Keep an Open Mind About the Open Grip
Any good discussion about bench press biomechanics has to start with the fundamentals of how to grip the barbell. This may seem to some people like a minor detail—it's anything but. The grip you choose determines how the force from your pecs and your arms will be transferred to move the bar. If you don't have a strong grip on the bar, your ability to generate and build strength will suffer.
The closed grip, with your thumb on the opposite side of the bar from your fingers, is the safest way to prevent the bar from falling on your chest. However, I'm a big proponent of using an open grip, also known as the suicide grip, because the thumb is on the same side of the bar as the fingers. The downside of this grip is that the bar could roll out of your hands, but that risk is more than outweighed by the upside. Trust me when I say that using an open grip is the best way to maximize both your strength and your chest development when pressing.

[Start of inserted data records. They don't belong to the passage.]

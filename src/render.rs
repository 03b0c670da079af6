//! Stroke renderer: turns successive samples into filled disks (hand-writing mode)
//! or an incrementally stroked path (linear mode).

use tracing::trace;

use crate::model::{DrawConfig, Mode, Point, euclidean};
use crate::state::StrokeState;
use crate::surface::Surface;

/// Samples closer than this to the previous one are treated as jitter.
pub const MIN_SEGMENT_DISTANCE: f64 = 2.0;

/// Radius a segment of length `distance` ramps towards: `maxWidth/2` when still,
/// `minWidth/2` at or above `writeSpeed`, linear in between.
pub fn target_radius(distance: f64, config: &DrawConfig) -> f64 {
    let rate = (distance / config.write_speed).min(1.0);
    let (min_r, max_r) = (config.min_radius(), config.max_radius());
    min_r + (max_r - min_r) * (1.0 - rate)
}

/// Evenly spaced disks from `from` towards `to`, excluding `to` itself.
/// `round(distance / 2) + 1` steps keep consecutive disks at most ~2px apart.
pub fn tween(
    from: Point,
    to: Point,
    from_radius: f64,
    to_radius: f64,
) -> impl Iterator<Item = (Point, f64)> {
    let distance = euclidean(to, Some(from));
    let steps = (distance / 2.0).round() as usize + 1;
    (0..steps).map(move |i| {
        let t = i as f64 / steps as f64;
        (from.lerp(to, t), from_radius + (to_radius - from_radius) * t)
    })
}

#[derive(Debug, Clone, Default)]
pub struct StrokeRenderer {
    state: StrokeState,
}

impl StrokeRenderer {
    pub fn new() -> Self {
        Self::default()
    }

    pub fn state(&self) -> &StrokeState {
        &self.state
    }

    pub fn is_active(&self) -> bool {
        self.state.is_active()
    }

    /// Starts a stroke at `point`, discarding any stroke that never ended.
    /// A single dot is drawn so that a tap without movement leaves a mark.
    pub fn begin(&mut self, point: Point, config: &DrawConfig, surface: &mut impl Surface) {
        self.state = StrokeState::begin(point, config.mode);
        match config.mode {
            Mode::Handwriting => surface.fill_disk(point, config.min_radius()),
            Mode::Linear => {
                surface.fill_disk(point, config.linear_width() / 2.0);
                surface.begin_path();
                surface.move_to(point);
            }
        }
    }

    /// Feeds the next sample. Returns whether anything was drawn.
    pub fn extend(&mut self, point: Point, config: &DrawConfig, surface: &mut impl Surface) -> bool {
        match self.state.mode {
            Mode::Handwriting => self.extend_arc(point, config, surface),
            Mode::Linear => self.extend_line(point, surface),
        }
    }

    /// Draws the final sample and returns to idle.
    pub fn finish(&mut self, point: Point, config: &DrawConfig, surface: &mut impl Surface) {
        self.extend(point, config, surface);
        self.state.reset();
    }

    /// Returns to idle without drawing.
    pub fn abort(&mut self) {
        self.state.reset();
    }

    fn extend_arc(&mut self, point: Point, config: &DrawConfig, surface: &mut impl Surface) -> bool {
        let Some(last) = self.state.last_point else {
            return false;
        };
        let distance = euclidean(point, Some(last));
        if distance < MIN_SEGMENT_DISTANCE {
            return false;
        }
        let target = target_radius(distance, config);
        // A fresh stroke ramps up from the thinnest width.
        let start = if self.state.last_radius > 0.0 {
            self.state.last_radius
        } else {
            config.min_radius()
        };
        trace!(distance, start, target, "segment");
        for (center, radius) in tween(last, point, start, target) {
            surface.fill_disk(center, radius);
        }
        self.state.last_radius = target;
        self.state.last_point = Some(point);
        true
    }

    fn extend_line(&mut self, point: Point, surface: &mut impl Surface) -> bool {
        let Some(last) = self.state.last_point else {
            return false;
        };
        if last == point {
            return false;
        }
        surface.stroke_line_to(point);
        self.state.last_point = Some(point);
        true
    }
}
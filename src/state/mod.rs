pub mod frame;
pub mod stroke;

pub use frame::FrameSlot;
pub use stroke::StrokeState;
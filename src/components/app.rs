use super::{settings_modal::SettingsModal, sketch_pad::SketchPad};
use crate::model::DrawConfig;
use yew::prelude::*;

const CONFIG_KEY: &str = "hw_config";

fn load_config() -> Option<DrawConfig> {
    let store = web_sys::window()?.local_storage().ok()??;
    let raw = store.get_item(CONFIG_KEY).ok()??;
    match DrawConfig::from_json(&raw) {
        Ok(config) => Some(config),
        Err(e) => {
            tracing::warn!(error = %e, "ignoring stored config");
            None
        }
    }
}

#[function_component(App)]
pub fn app() -> Html {
    let config = use_state(|| load_config().unwrap_or_default());
    let open_settings = use_state(|| false);

    // Persist config changes
    {
        let config = config.clone();
        use_effect_with((*config).clone(), move |_| {
            if let Some(win) = web_sys::window() {
                if let Ok(Some(store)) = win.local_storage() {
                    match config.to_json() {
                        Ok(s) => {
                            let _ = store.set_item(CONFIG_KEY, &s);
                        }
                        Err(e) => tracing::warn!(error = %e, "failed to persist config"),
                    }
                }
            }
            || ()
        });
    }

    let show_settings = {
        let open_settings = open_settings.clone();
        Callback::from(move |_| open_settings.set(true))
    };
    let close_settings = {
        let open_settings = open_settings.clone();
        Callback::from(move |_| open_settings.set(false))
    };
    let apply = {
        let config = config.clone();
        let open_settings = open_settings.clone();
        Callback::from(move |next: DrawConfig| {
            config.set(next);
            open_settings.set(false);
        })
    };
    let reset = {
        let config = config.clone();
        let open_settings = open_settings.clone();
        Callback::from(move |_| {
            config.set(DrawConfig::default());
            open_settings.set(false);
        })
    };

    html! {
        <div id="root">
            <SketchPad config={(*config).clone()} on_open_settings={show_settings} />
            <SettingsModal
                show={*open_settings}
                config={(*config).clone()}
                on_close={close_settings}
                on_apply={apply}
                on_reset={reset}
            />
        </div>
    }
}
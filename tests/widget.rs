use approx::assert_relative_eq;
use hand_write::{
    Capabilities, DrawConfig, Error, ExportedImage, HandWrite, Mode, Point, RasterSurface,
    RawInput, Size,
};

const RED: [u8; 4] = [255, 0, 0, 255];
const WHITE: [u8; 4] = [255, 255, 255, 255];

fn config(json: &str) -> DrawConfig {
    DrawConfig::from_json(json).unwrap()
}

fn widget(config: DrawConfig) -> HandWrite<RasterSurface> {
    HandWrite::new(
        RasterSurface::new(Size::new(120.0, 80.0)),
        config,
        Capabilities::default(),
    )
    .unwrap()
}

fn stroke(w: &mut HandWrite<RasterSurface>, points: &[(f64, f64)]) {
    let (first, rest) = points.split_first().unwrap();
    w.pointer_start(&RawInput::mouse(first.0, first.1));
    if let Some((last, moves)) = rest.split_last() {
        for &(x, y) in moves {
            w.pointer_move(RawInput::mouse(x, y));
            w.on_frame();
        }
        w.pointer_end(&RawInput::mouse(last.0, last.1));
    } else {
        w.pointer_end(&RawInput::mouse(first.0, first.1));
    }
}

fn pixel(w: &HandWrite<RasterSurface>, x: f64, y: f64) -> [u8; 4] {
    w.surface().pixel_at(Point::new(x, y)).unwrap()
}

#[test]
fn clear_matches_fresh_widget_export() {
    let cfg = config(r##"{"backgroundColor":"#fff","paintColor":"#f00"}"##);
    let fresh = widget(cfg.clone()).export_image("png").unwrap();

    let mut w = widget(cfg);
    stroke(&mut w, &[(10.0, 10.0), (40.0, 30.0), (90.0, 20.0)]);
    assert_ne!(w.export_image("png").unwrap(), fresh);

    w.clear();
    assert_eq!(w.export_image("png").unwrap(), fresh);
    assert_eq!(pixel(&w, 40.0, 30.0), WHITE);
}

#[test]
fn jpg_and_jpeg_tokens_export_the_same_image() {
    let mut w = widget(config(r#"{"backgroundColor":"white"}"#));
    stroke(&mut w, &[(5.0, 5.0), (60.0, 40.0)]);
    let a = w.export("jpg").unwrap();
    let b = w.export("JPEG").unwrap();
    assert_eq!(a.format.mime_type(), "image/jpeg");
    assert_eq!(a, b);
}

#[test]
fn tiff_is_unsupported() {
    let w = widget(DrawConfig::default());
    assert!(matches!(w.export_image("tiff"), Err(Error::UnsupportedFormat(_))));
    assert!(matches!(w.export_data_url("tiff"), Err(Error::UnsupportedFormat(_))));
}

#[test]
fn data_url_uses_normalized_mime() {
    let w = widget(DrawConfig::default());
    assert!(w.export_data_url("Png").unwrap().starts_with("data:image/png;base64,"));
}

#[test]
fn linear_mode_draws_constant_width_l_shape() {
    let mut w = widget(config(r#"{"mode":"linear","minWidth":4,"maxWidth":4}"#));
    stroke(&mut w, &[(0.0, 0.0), (10.0, 0.0), (10.0, 10.0)]);
    // Horizontal leg along y = 0.5, vertical leg along x = 10.5, each 4px wide.
    assert_eq!(pixel(&w, 5.0, 1.0), RED);
    assert_eq!(pixel(&w, 5.0, 4.0), [0, 0, 0, 0]);
    assert_eq!(pixel(&w, 10.0, 6.0), RED);
    assert_eq!(pixel(&w, 13.0, 6.0), [0, 0, 0, 0]);
    assert_eq!(pixel(&w, 3.0, 8.0), [0, 0, 0, 0]);
}

#[test]
fn fast_handwriting_stroke_is_thin() {
    let mut w = widget(config(
        r#"{"mode":"handwriting","minWidth":5,"maxWidth":15,"writeSpeed":30}"#,
    ));
    w.pointer_start(&RawInput::mouse(0.0, 40.0));
    w.pointer_move(RawInput::mouse(40.0, 40.0));
    w.on_frame();
    assert_relative_eq!(w.stroke_state().last_radius, 2.5);
    w.pointer_move(RawInput::mouse(80.0, 40.0));
    w.on_frame();
    assert_relative_eq!(w.stroke_state().last_radius, 2.5);
    // Thin: nothing painted 4px off the stroke axis at the end of the second segment.
    assert_eq!(pixel(&w, 78.0, 44.5), [0, 0, 0, 0]);
    assert_eq!(pixel(&w, 78.0, 40.0), RED);
}

#[test]
fn slow_handwriting_stroke_is_thick() {
    let mut w = widget(config(r#"{"minWidth":2,"maxWidth":20,"writeSpeed":100}"#));
    stroke(
        &mut w,
        &[(10.0, 40.0), (13.0, 40.0), (16.0, 40.0), (19.0, 40.0), (22.0, 40.0)],
    );
    assert!(w.stroke_state().last_point.is_none());
    assert_eq!(pixel(&w, 16.0, 45.0), RED);
}

#[test]
fn single_tap_leaves_a_dot() {
    let mut w = widget(DrawConfig::default());
    stroke(&mut w, &[(30.0, 30.0)]);
    assert_eq!(pixel(&w, 30.0, 30.0), RED);
}

#[test]
fn instances_do_not_share_stroke_state() {
    let mut a = widget(DrawConfig::default());
    let b = widget(DrawConfig::default());
    a.pointer_start(&RawInput::mouse(10.0, 10.0));
    a.pointer_move(RawInput::mouse(50.0, 10.0));
    a.on_frame();
    assert!(a.is_drawing());
    assert!(!b.is_drawing());
    assert_eq!(b.stroke_state().last_radius, 0.0);
    assert_ne!(a.export_image("png").unwrap(), b.export_image("png").unwrap());
}

#[test]
fn mode_switch_keeps_existing_pixels() {
    let mut w = widget(DrawConfig::default());
    stroke(&mut w, &[(10.0, 10.0), (40.0, 10.0)]);
    let before = pixel(&w, 20.0, 10.0);
    w.set_mode(Mode::Linear);
    assert_eq!(pixel(&w, 20.0, 10.0), before);
    assert_eq!(w.mode(), Mode::Linear);
}

#[test]
fn resize_scales_backing_store() {
    let mut w = widget(DrawConfig::default());
    w.resize(Size::new(50.0, 25.0), 2.0);
    let png = w.export_image("png").unwrap();
    let decoded = image::load_from_memory(&png).unwrap();
    assert_eq!((decoded.width(), decoded.height()), (100, 50));
}

#[test]
fn canvas_offset_is_subtracted() {
    let mut w = HandWrite::new(
        RasterSurface::new(Size::new(60.0, 60.0)).with_origin(100.0, 200.0),
        DrawConfig::default(),
        Capabilities::default(),
    )
    .unwrap();
    w.pointer_start(&RawInput::mouse(130.0, 230.0));
    assert_eq!(w.stroke_state().last_point, Some(Point::new(30.5, 30.5)));
}

#[test]
fn download_sink_receives_named_file() {
    let w = widget(DrawConfig::default());
    let mut sink: Vec<ExportedImage> = Vec::new();
    w.trigger_download("gif", &mut sink).unwrap();
    assert_eq!(sink[0].file_name(), "handwrite.gif");
    assert_eq!(&sink[0].bytes[..3], b"GIF");
}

It all has to do with where the bar sits in the hand. When you use a closed grip, the bar sits higher on the hand, meaning it rests more on your fingers. Holding the bar in this position requires more wrist joint involvement. The problem is that the wrist is a weaker joint compared to the elbow and the shoulder. If your weak link is your wrist, it's going to limit the amount of weight you can bench.
Holding the bar with an open grip keeps the bar lower on the palm, positioning the bar directly over your forearm bones. When you drive the bar up off your chest, the transfer of force will go directly through your forearm bones right into the bar. With a closed grip, the force must go through your forearm bones to your wrist bones and then to the bar.
Hand Position Need Not Be a Mystery
The best grip width I've found to help increase strength, avoid injury, and help with chest development starts with measuring your biacromial distance, which is the distance between the acromion, or bony points on your shoulder blades.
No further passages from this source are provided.